Based on my experiences on this trip I'm keen to write about democracy and state control of media.  I have a draft blog written about how even the structure of the Chinese language impacts the way we should think about our business and social interactions with Chinese business partners, colleagues and friends.

But these blog posts will have to wait, because today I feel compelled to focus on one topic: economic growth.

I return home to read of a predicted Scottish landslide for the SNP at next week's General election.
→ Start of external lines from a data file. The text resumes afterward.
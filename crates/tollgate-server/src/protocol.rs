//! JSON-RPC 2.0 message types
//!
//! Messages are exchanged one per line.

use serde::{Deserialize, Serialize};
use serde_json::Value;

/// Protocol version reported by `initialize`
pub const PROTOCOL_VERSION: &str = "2024-11-05";

pub const JSONRPC_VERSION: &str = "2.0";

// Standard JSON-RPC error codes
pub const PARSE_ERROR: i32 = -32700;
pub const INVALID_REQUEST: i32 = -32600;
pub const METHOD_NOT_FOUND: i32 = -32601;
pub const INVALID_PARAMS: i32 = -32602;
pub const INTERNAL_ERROR: i32 = -32603;

// Resilience outcomes
pub const RATE_LIMITED: i32 = -32001;
pub const CIRCUIT_OPEN: i32 = -32002;
pub const TIMEOUT: i32 = -32003;
pub const CANCELLED: i32 = -32004;

/// Request ID (can be string or number)
#[derive(Debug, Clone, PartialEq, Eq, Hash, Serialize, Deserialize)]
#[serde(untagged)]
pub enum RequestId {
    String(String),
    Number(i64),
}

impl From<i64> for RequestId {
    fn from(n: i64) -> Self {
        Self::Number(n)
    }
}

impl From<&str> for RequestId {
    fn from(s: &str) -> Self {
        Self::String(s.to_string())
    }
}

impl std::fmt::Display for RequestId {
    fn fmt(&self, f: &mut std::fmt::Formatter<'_>) -> std::fmt::Result {
        match self {
            Self::String(s) => write!(f, "{}", s),
            Self::Number(n) => write!(f, "{}", n),
        }
    }
}

/// Incoming request; without an `id` it is a notification
#[derive(Debug, Clone, Deserialize)]
pub struct Request {
    pub jsonrpc: String,
    #[serde(default)]
    pub id: Option<RequestId>,
    pub method: String,
    #[serde(default)]
    pub params: Option<Value>,
}

/// Outgoing response; `id` is null when the request could not be read
#[derive(Debug, Clone, Serialize, Deserialize)]
pub struct Response {
    pub jsonrpc: String,
    pub id: Option<RequestId>,
    #[serde(skip_serializing_if = "Option::is_none")]
    pub result: Option<Value>,
    #[serde(skip_serializing_if = "Option::is_none")]
    pub error: Option<RpcError>,
}

impl Response {
    pub fn success(id: RequestId, result: Value) -> Self {
        Self {
            jsonrpc: JSONRPC_VERSION.to_string(),
            id: Some(id),
            result: Some(result),
            error: None,
        }
    }

    pub fn error(id: Option<RequestId>, error: RpcError) -> Self {
        Self {
            jsonrpc: JSONRPC_VERSION.to_string(),
            id,
            result: None,
            error: Some(error),
        }
    }
}

/// JSON-RPC error object
#[derive(Debug, Clone, PartialEq, Serialize, Deserialize)]
pub struct RpcError {
    pub code: i32,
    pub message: String,
    #[serde(skip_serializing_if = "Option::is_none")]
    pub data: Option<Value>,
}

impl RpcError {
    pub fn new(code: i32, message: impl Into<String>) -> Self {
        Self {
            code,
            message: message.into(),
            data: None,
        }
    }

    pub fn with_data(mut self, data: Value) -> Self {
        self.data = Some(data);
        self
    }

    pub fn parse_error(message: impl Into<String>) -> Self {
        Self::new(PARSE_ERROR, message)
    }

    pub fn invalid_request(message: impl Into<String>) -> Self {
        Self::new(INVALID_REQUEST, message)
    }

    pub fn method_not_found(method: &str) -> Self {
        Self::new(METHOD_NOT_FOUND, format!("Method not found: {}", method))
    }

    pub fn invalid_params(message: impl Into<String>) -> Self {
        Self::new(INVALID_PARAMS, message)
    }

    pub fn internal_error(message: impl Into<String>) -> Self {
        Self::new(INTERNAL_ERROR, message)
    }
}
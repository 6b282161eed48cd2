//! Configuration model

use serde::{Deserialize, Serialize};
use std::collections::{HashMap, HashSet};
use std::fmt;
use std::path::PathBuf;
use std::str::FromStr;
use std::time::Duration;

use crate::error::{TollgateError, TollgateResult};
use crate::pipeline::OperationPolicy;
use crate::recovery::rate_limiter::{RateLimitConfig, StoreSettings};

/// Top-level configuration
#[derive(Debug, Clone, Default, PartialEq, Serialize, Deserialize)]
#[serde(default)]
pub struct TollgateConfig {
    pub logging: LoggingConfig,
    pub server: ServerConfig,
    pub rate_limit: RateLimitConfig,
    pub store: StoreConfig,
    /// Policy for operations without an entry in `operations`
    pub defaults: OperationPolicy,
    pub operations: HashMap<String, OperationPolicy>,
    /// External command tools
    pub tools: Vec<CommandToolConfig>,
}

impl TollgateConfig {
    pub fn validate(&self) -> TollgateResult<()> {
        self.logging.validate()?;
        self.server.validate()?;
        self.rate_limit.validate()?;
        self.store.eviction.validate()?;
        self.defaults.validate()?;
        for (name, policy) in &self.operations {
            policy.validate().map_err(|e| {
                TollgateError::config(format!("operation '{}': {}", name, e))
            })?;
        }

        let mut seen = HashSet::new();
        for tool in &self.tools {
            tool.validate()?;
            if !seen.insert(tool.name.as_str()) {
                return Err(TollgateError::config(format!(
                    "tool '{}' is defined more than once",
                    tool.name
                )));
            }
        }
        Ok(())
    }
}

/// Log output format
#[derive(Debug, Clone, Copy, PartialEq, Eq, Default, Serialize, Deserialize)]
#[serde(rename_all = "lowercase")]
pub enum LogFormat {
    #[default]
    Pretty,
    Compact,
    Json,
}

impl fmt::Display for LogFormat {
    fn fmt(&self, f: &mut fmt::Formatter<'_>) -> fmt::Result {
        f.write_str(match self {
            Self::Pretty => "pretty",
            Self::Compact => "compact",
            Self::Json => "json",
        })
    }
}

impl FromStr for LogFormat {
    type Err = TollgateError;

    fn from_str(s: &str) -> Result<Self, Self::Err> {
        match s.trim().to_ascii_lowercase().as_str() {
            "pretty" => Ok(Self::Pretty),
            "compact" => Ok(Self::Compact),
            "json" => Ok(Self::Json),
            other => Err(TollgateError::config(format!(
                "invalid log format '{}': expected pretty, compact or json",
                other
            ))),
        }
    }
}

const LOG_LEVELS: [&str; 5] = ["trace", "debug", "info", "warn", "error"];

/// Logging configuration
#[derive(Debug, Clone, PartialEq, Serialize, Deserialize)]
#[serde(default)]
pub struct LoggingConfig {
    /// Log level (trace, debug, info, warn, error)
    pub level: String,
    pub format: LogFormat,
}

impl Default for LoggingConfig {
    fn default() -> Self {
        Self {
            level: "info".to_string(),
            format: LogFormat::Pretty,
        }
    }
}

impl LoggingConfig {
    pub fn validate(&self) -> TollgateResult<()> {
        if !LOG_LEVELS.contains(&self.level.to_ascii_lowercase().as_str()) {
            return Err(TollgateError::config(format!(
                "invalid log level '{}': expected one of {}",
                self.level,
                LOG_LEVELS.join(", ")
            )));
        }
        Ok(())
    }
}

/// Server settings
#[derive(Debug, Clone, PartialEq, Serialize, Deserialize)]
#[serde(default)]
pub struct ServerConfig {
    /// Name reported in the `initialize` handshake
    pub name: String,
    /// Identity used for rate-limit keys when the caller supplies none
    pub client_id: String,
    /// Requests processed concurrently before reading pauses
    pub max_in_flight: usize,
    /// How long shutdown waits for in-flight requests
    #[serde(with = "humantime_serde")]
    pub shutdown_timeout: Duration,
}

impl Default for ServerConfig {
    fn default() -> Self {
        Self {
            name: "tollgate".to_string(),
            client_id: "local".to_string(),
            max_in_flight: 64,
            shutdown_timeout: Duration::from_secs(5),
        }
    }
}

impl ServerConfig {
    pub fn validate(&self) -> TollgateResult<()> {
        if self.client_id.trim().is_empty() {
            return Err(TollgateError::config("server client_id must not be empty"));
        }
        if self.max_in_flight == 0 {
            return Err(TollgateError::config(
                "server max_in_flight must be greater than 0",
            ));
        }
        Ok(())
    }
}

/// Which counter store backs the rate limiter
#[derive(Debug, Clone, Copy, PartialEq, Eq, Default, Serialize, Deserialize)]
#[serde(rename_all = "lowercase")]
pub enum StoreBackend {
    #[default]
    Memory,
    /// Count nothing; every request is admitted
    Noop,
}

#[derive(Debug, Clone, Default, PartialEq, Serialize, Deserialize)]
#[serde(default)]
pub struct StoreConfig {
    pub backend: StoreBackend,
    #[serde(flatten)]
    pub eviction: StoreSettings,
}

fn default_max_output_bytes() -> usize {
    1024 * 1024
}

/// An external program exposed as a tool
#[derive(Debug, Clone, PartialEq, Serialize, Deserialize)]
pub struct CommandToolConfig {
    pub name: String,
    #[serde(default)]
    pub description: String,
    pub program: String,
    /// Arguments; `{query}` is replaced by the call's `query` argument
    #[serde(default)]
    pub args: Vec<String>,
    #[serde(default)]
    pub working_dir: Option<PathBuf>,
    #[serde(default)]
    pub env: HashMap<String, String>,
    /// Output beyond this many bytes is truncated
    #[serde(default = "default_max_output_bytes")]
    pub max_output_bytes: usize,
}

impl CommandToolConfig {
    pub fn new(name: impl Into<String>, program: impl Into<String>) -> Self {
        Self {
            name: name.into(),
            description: String::new(),
            program: program.into(),
            args: Vec::new(),
            working_dir: None,
            env: HashMap::new(),
            max_output_bytes: default_max_output_bytes(),
        }
    }

    pub fn with_args<I, S>(mut self, args: I) -> Self
    where
        I: IntoIterator<Item = S>,
        S: Into<String>,
    {
        self.args = args.into_iter().map(Into::into).collect();
        self
    }

    pub fn with_description(mut self, description: impl Into<String>) -> Self {
        self.description = description.into();
        self
    }

    pub fn validate(&self) -> TollgateResult<()> {
        if self.name.trim().is_empty() {
            return Err(TollgateError::config("tool name must not be empty"));
        }
        if self.name.contains(':') {
            return Err(TollgateError::config(format!(
                "tool name '{}' must not contain ':'",
                self.name
            )));
        }
        if self.program.trim().is_empty() {
            return Err(TollgateError::config(format!(
                "tool '{}' has an empty program",
                self.name
            )));
        }
        if self.max_output_bytes == 0 {
            return Err(TollgateError::config(format!(
                "tool '{}' max_output_bytes must be greater than 0",
                self.name
            )));
        }
        Ok(())
    }
}
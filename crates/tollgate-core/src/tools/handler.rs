//! Tool handler trait and its result types

use async_trait::async_trait;
use serde::{Deserialize, Serialize};
use serde_json::Value;
use tokio_util::sync::CancellationToken;

use crate::recovery::Retryable;

/// Failure reported by a tool handler
#[derive(Debug, Clone, PartialEq, Eq, thiserror::Error)]
pub enum ToolError {
    /// The arguments do not match the tool's input schema
    #[error("Invalid arguments: {0}")]
    InvalidArguments(String),

    /// The backing resource could not be reached
    #[error("Tool unavailable: {0}")]
    Unavailable(String),

    /// The tool ran and failed
    #[error("Execution failed: {0}")]
    Execution(String),

    /// The tool's own deadline passed
    #[error("Tool execution timeout")]
    Timeout,
}

impl ToolError {
    pub fn invalid_arguments(message: impl Into<String>) -> Self {
        Self::InvalidArguments(message.into())
    }

    pub fn unavailable(message: impl Into<String>) -> Self {
        Self::Unavailable(message.into())
    }

    pub fn execution(message: impl Into<String>) -> Self {
        Self::Execution(message.into())
    }
}

impl Retryable for ToolError {
    fn is_retryable(&self) -> bool {
        matches!(self, Self::Unavailable(_) | Self::Timeout)
    }
}

/// Successful tool result
#[derive(Debug, Clone, PartialEq, Eq, Default, Serialize, Deserialize)]
pub struct ToolOutput {
    pub text: String,
    /// Set when the output was cut at the tool's size limit
    #[serde(default, skip_serializing_if = "std::ops::Not::not")]
    pub truncated: bool,
}

impl ToolOutput {
    pub fn text(text: impl Into<String>) -> Self {
        Self {
            text: text.into(),
            truncated: false,
        }
    }

    pub fn with_truncated(mut self, truncated: bool) -> Self {
        self.truncated = truncated;
        self
    }
}

/// What `tools/list` reports for one tool
#[derive(Debug, Clone, PartialEq, Serialize, Deserialize)]
#[serde(rename_all = "camelCase")]
pub struct ToolDescriptor {
    pub name: String,
    pub description: String,
    pub input_schema: Value,
}

/// A capability exposed to clients.
///
/// `call` may run several times for one client request when the pipeline
/// retries; `attempt` is zero-based. Long-running handlers should stop when
/// `cancel` fires.
#[async_trait]
pub trait ToolHandler: Send + Sync {
    fn name(&self) -> &str;

    fn description(&self) -> &str;

    /// JSON schema of the `arguments` object
    fn input_schema(&self) -> Value {
        serde_json::json!({ "type": "object" })
    }

    async fn call(
        &self,
        arguments: Value,
        attempt: u32,
        cancel: &CancellationToken,
    ) -> Result<ToolOutput, ToolError>;

    fn descriptor(&self) -> ToolDescriptor {
        ToolDescriptor {
            name: self.name().to_string(),
            description: self.description().to_string(),
            input_schema: self.input_schema(),
        }
    }
}

/// Read a required string argument
pub fn require_str<'a>(arguments: &'a Value, field: &str) -> Result<&'a str, ToolError> {
    match arguments.get(field) {
        Some(Value::String(value)) => Ok(value),
        Some(_) => Err(ToolError::invalid_arguments(format!(
            "'{}' must be a string",
            field
        ))),
        None => Err(ToolError::invalid_arguments(format!(
            "missing required argument '{}'",
            field
        ))),
    }
}

#[cfg(test)]
mod tests {
    use super::*;
    use serde_json::json;

    #[test]
    fn test_only_transient_errors_retry() {
        assert!(ToolError::unavailable("spawn failed").is_retryable());
        assert!(ToolError::Timeout.is_retryable());
        assert!(!ToolError::execution("exit 1").is_retryable());
        assert!(!ToolError::invalid_arguments("query").is_retryable());
    }

    #[test]
    fn test_require_str() {
        let args = json!({"query": "Vec", "limit": 3});
        assert_eq!(require_str(&args, "query").unwrap(), "Vec");
        assert!(matches!(
            require_str(&args, "limit"),
            Err(ToolError::InvalidArguments(msg)) if msg.contains("must be a string")
        ));
        assert!(matches!(
            require_str(&args, "path"),
            Err(ToolError::InvalidArguments(msg)) if msg.contains("missing")
        ));
    }

    #[test]
    fn test_output_serialization() {
        let plain = serde_json::to_value(ToolOutput::text("ok")).unwrap();
        assert_eq!(plain, json!({"text": "ok"}));

        let cut = serde_json::to_value(ToolOutput::text("ok").with_truncated(true)).unwrap();
        assert_eq!(cut, json!({"text": "ok", "truncated": true}));
    }
}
If this happens (and it seems clear it will) this will be the greatest escape since ... well most of them didn't escape in The Great Escape but I'm too jet-lagged to think of an alternative analogy.  Let's just say it will be a great escape.

Since the referendum the publication of two sets of Scottish national accounts ("GERS") and the focus on the economic realities of Full Fiscal Autonomy (FFA) should really have nailed the SNP's economic nonsense once and for all.
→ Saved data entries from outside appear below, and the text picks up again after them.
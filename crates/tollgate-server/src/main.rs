//! Tollgate server binary
//!
//! Serves the configured tools as line-delimited JSON-RPC on stdin/stdout.
//! Every `tools/call` passes through the rate limiter, a per-tool circuit
//! breaker and the retry executor.
//!
//! ```bash
//! tollgate --config tollgate.yaml            # serve (default)
//! tollgate --config tollgate.yaml check-config
//! tollgate --config tollgate.yaml list-tools
//! ```

mod app;
mod args;
mod logging;
mod protocol;
mod server;

use anyhow::Context;
use clap::Parser;
use std::sync::Arc;
use std::time::Duration;
use tokio_util::sync::CancellationToken;

use app::App;
use args::{Cli, Commands};
use server::Server;
use tollgate_core::{ConfigLoader, TollgateConfig};

fn main() -> anyhow::Result<()> {
    let cli = Cli::parse();
    let config = load_config(&cli)?;
    logging::init(&config.logging)?;

    let runtime = tokio::runtime::Builder::new_multi_thread()
        .enable_all()
        .build()
        .context("failed to start runtime")?;
    let result = runtime.block_on(run(cli.subcommand(), config));
    // A blocking stdin read cannot be cancelled; do not wait for it
    runtime.shutdown_timeout(Duration::from_millis(100));
    result
}

/// Defaults, then file, then environment, then command-line flags
fn load_config(cli: &Cli) -> anyhow::Result<TollgateConfig> {
    let mut loader = ConfigLoader::new();
    if let Some(path) = &cli.config {
        loader = loader.with_file(path);
    }
    let mut config = loader.with_env().load_unvalidated()?;

    if let Some(client_id) = &cli.client_id {
        config.server.client_id = client_id.clone();
    }
    if let Some(level) = &cli.log_level {
        config.logging.level = level.clone();
    }
    config.validate()?;
    Ok(config)
}

async fn run(command: Commands, config: TollgateConfig) -> anyhow::Result<()> {
    match command {
        Commands::Serve => serve(config).await,
        Commands::CheckConfig => {
            app::build_registry(&config)?;
            println!("{}", serde_json::to_string_pretty(&config)?);
            eprintln!("configuration is valid");
            Ok(())
        }
        Commands::ListTools => {
            let registry = app::build_registry(&config)?;
            if registry.is_empty() {
                eprintln!("no tools configured");
            }
            for tool in registry.list() {
                println!("{}\t{}", tool.name, tool.description);
            }
            Ok(())
        }
    }
}

async fn serve(config: TollgateConfig) -> anyhow::Result<()> {
    let app = Arc::new(App::from_config(config)?);

    let shutdown = CancellationToken::new();
    let signal = shutdown.clone();
    tokio::spawn(async move {
        if tokio::signal::ctrl_c().await.is_ok() {
            tracing::info!("interrupt received");
            signal.cancel();
        }
    });

    Server::new(app)
        .run(tokio::io::stdin(), tokio::io::stdout(), shutdown)
        .await?;
    Ok(())
}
I make no apologies for repeating this graph of the Scottish Government's own GERS data because it powerfully illustrates this point.




Without oil we consistently run a long-term onshore deficit gap to the rest of the UK of about £9bn. We are currently shielded from that by pooling and sharing with the rest of the UK - Scotland does not "suffer" this deficit gap currently.
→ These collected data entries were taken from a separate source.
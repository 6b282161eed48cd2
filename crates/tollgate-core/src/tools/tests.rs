//! Tests for the tool layer

use async_trait::async_trait;
use serde_json::{Value, json};
use std::sync::Arc;
use std::sync::atomic::{AtomicU32, Ordering};
use std::time::Duration;
use tokio_util::sync::CancellationToken;

use super::*;
use crate::pipeline::{OperationPolicy, PipelineError, ResiliencePipeline};
use crate::recovery::backoff::BackoffKind;
use crate::recovery::rate_limiter::{InMemoryStore, RateLimitConfig};
use crate::recovery::retry::RetryConfig;

/// Fails with `error` for the first `failures` calls, then echoes `query`
struct FlakyTool {
    name: &'static str,
    failures: u32,
    error: ToolError,
    calls: AtomicU32,
}

impl FlakyTool {
    fn new(name: &'static str, failures: u32, error: ToolError) -> Arc<Self> {
        Arc::new(Self {
            name,
            failures,
            error,
            calls: AtomicU32::new(0),
        })
    }

    fn calls(&self) -> u32 {
        self.calls.load(Ordering::SeqCst)
    }
}

#[async_trait]
impl ToolHandler for FlakyTool {
    fn name(&self) -> &str {
        self.name
    }

    fn description(&self) -> &str {
        "echoes its query"
    }

    async fn call(
        &self,
        arguments: Value,
        _attempt: u32,
        _cancel: &CancellationToken,
    ) -> Result<ToolOutput, ToolError> {
        let call = self.calls.fetch_add(1, Ordering::SeqCst);
        if call < self.failures {
            return Err(self.error.clone());
        }
        Ok(ToolOutput::text(require_str(&arguments, "query")?))
    }
}

fn dispatcher(limit: u64, tools: Vec<Arc<FlakyTool>>) -> ToolDispatcher {
    let mut registry = ToolRegistry::new();
    for tool in tools {
        registry.register(tool).unwrap();
    }
    let policy = OperationPolicy::default().with_retry(Some(
        RetryConfig::limited(3)
            .with_strategy(BackoffKind::Constant)
            .with_initial_delay(Duration::from_millis(10)),
    ));
    let pipeline = ResiliencePipeline::builder(
        RateLimitConfig::new(limit, Duration::from_secs(60)),
        Arc::new(InMemoryStore::default()),
    )
    .default_policy(policy)
    .build()
    .unwrap();
    ToolDispatcher::new(Arc::new(registry), Arc::new(pipeline))
}

#[tokio::test(start_paused = true)]
async fn test_unavailable_tool_is_retried() {
    let tool = FlakyTool::new("docs", 2, ToolError::unavailable("toolchain missing"));
    let dispatcher = dispatcher(10, vec![tool.clone()]);

    let output = dispatcher
        .dispatch("docs", json!({"query": "Vec"}), "alice", &CancellationToken::new())
        .await
        .unwrap();

    assert_eq!(output, ToolOutput::text("Vec"));
    assert_eq!(tool.calls(), 3);
}

#[tokio::test]
async fn test_execution_error_is_not_retried() {
    let tool = FlakyTool::new("docs", 1, ToolError::execution("exit status 2"));
    let dispatcher = dispatcher(10, vec![tool.clone()]);

    let err = dispatcher
        .dispatch("docs", json!({"query": "Vec"}), "alice", &CancellationToken::new())
        .await
        .unwrap_err();

    assert!(matches!(err, PipelineError::Operation(ToolError::Execution(_))));
    assert_eq!(tool.calls(), 1);
}

#[tokio::test]
async fn test_unknown_tool_skips_admission() {
    let dispatcher = dispatcher(1, vec![FlakyTool::new("docs", 0, ToolError::Timeout)]);
    let cancel = CancellationToken::new();

    for _ in 0..3 {
        let err = dispatcher
            .dispatch("missing", json!({}), "alice", &cancel)
            .await
            .unwrap_err();
        assert!(matches!(
            err,
            PipelineError::Operation(ToolError::InvalidArguments(ref msg)) if msg.contains("missing")
        ));
    }
    assert!(dispatcher.pipeline().breaker("missing").is_none());

    // The single allowed request is still available
    dispatcher
        .dispatch("docs", json!({"query": "x"}), "alice", &cancel)
        .await
        .unwrap();
}

#[tokio::test]
async fn test_rate_limited_dispatch() {
    let tool = FlakyTool::new("docs", 0, ToolError::Timeout);
    let dispatcher = dispatcher(1, vec![tool.clone()]);
    let cancel = CancellationToken::new();

    dispatcher
        .dispatch("docs", json!({"query": "a"}), "alice", &cancel)
        .await
        .unwrap();
    let err = dispatcher
        .dispatch("docs", json!({"query": "b"}), "alice", &cancel)
        .await
        .unwrap_err();

    assert!(matches!(err, PipelineError::RateLimited(_)));
    assert_eq!(tool.calls(), 1);
}

#[test]
fn test_registry_rejects_duplicates_and_bad_names() {
    let mut registry = ToolRegistry::new();
    registry
        .register(FlakyTool::new("review", 0, ToolError::Timeout))
        .unwrap();
    registry
        .register(FlakyTool::new("docs", 0, ToolError::Timeout))
        .unwrap();

    let err = registry
        .register(FlakyTool::new("docs", 0, ToolError::Timeout))
        .unwrap_err();
    assert!(err.to_string().contains("already registered"));
    assert!(registry
        .register(FlakyTool::new("a:b", 0, ToolError::Timeout))
        .is_err());
    assert!(registry
        .register(FlakyTool::new("", 0, ToolError::Timeout))
        .is_err());

    let listed: Vec<_> = registry.list().into_iter().map(|d| d.name).collect();
    assert_eq!(listed, vec!["docs", "review"]);
    assert_eq!(registry.len(), 2);
    assert!(registry.contains("docs"));
}

#[test]
fn test_descriptor_uses_default_schema() {
    let descriptor = FlakyTool::new("docs", 0, ToolError::Timeout).descriptor();
    assert_eq!(descriptor.description, "echoes its query");
    assert_eq!(
        serde_json::to_value(&descriptor).unwrap(),
        json!({
            "name": "docs",
            "description": "echoes its query",
            "inputSchema": {"type": "object"}
        })
    );
}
As an aside: some people react to this graph and say it's "just a snapshot". Below I have removed the most recent two years' data and highlighted the "snapshot" 5 years that were used for the Independence White paper. The Yes campaign used this period to justify their "we're independently fiscally as strong as rUK" rhetoric, long after more recent data became available.


Now *that's* what I would call taking a misleading snapshot.  To point out - as many of us did - that the figures actually showed how exposed Scotland's economy was to volatile oil income was dismissed as "talking Scotland down" or "suggesting oil is not an asset". Infuriating.


So might oil come to our rescue?  This seems highly unlikely - not because the oil price will never recover but because their is an underlying decline in North Sea profitability due to rising extraction costs.  It's profit that get's taxed - so the North Sea tax yield has been deteriorating independently of the oil price decline.  Few people seem to understand this graph but I'll repeat it anyway - the black line shows the actual historic amount of North Sea tax generated for every $ of oil price.  The line declining shows the declining tax yield.  Contrast that with the red line showing the oil price and you should see my point.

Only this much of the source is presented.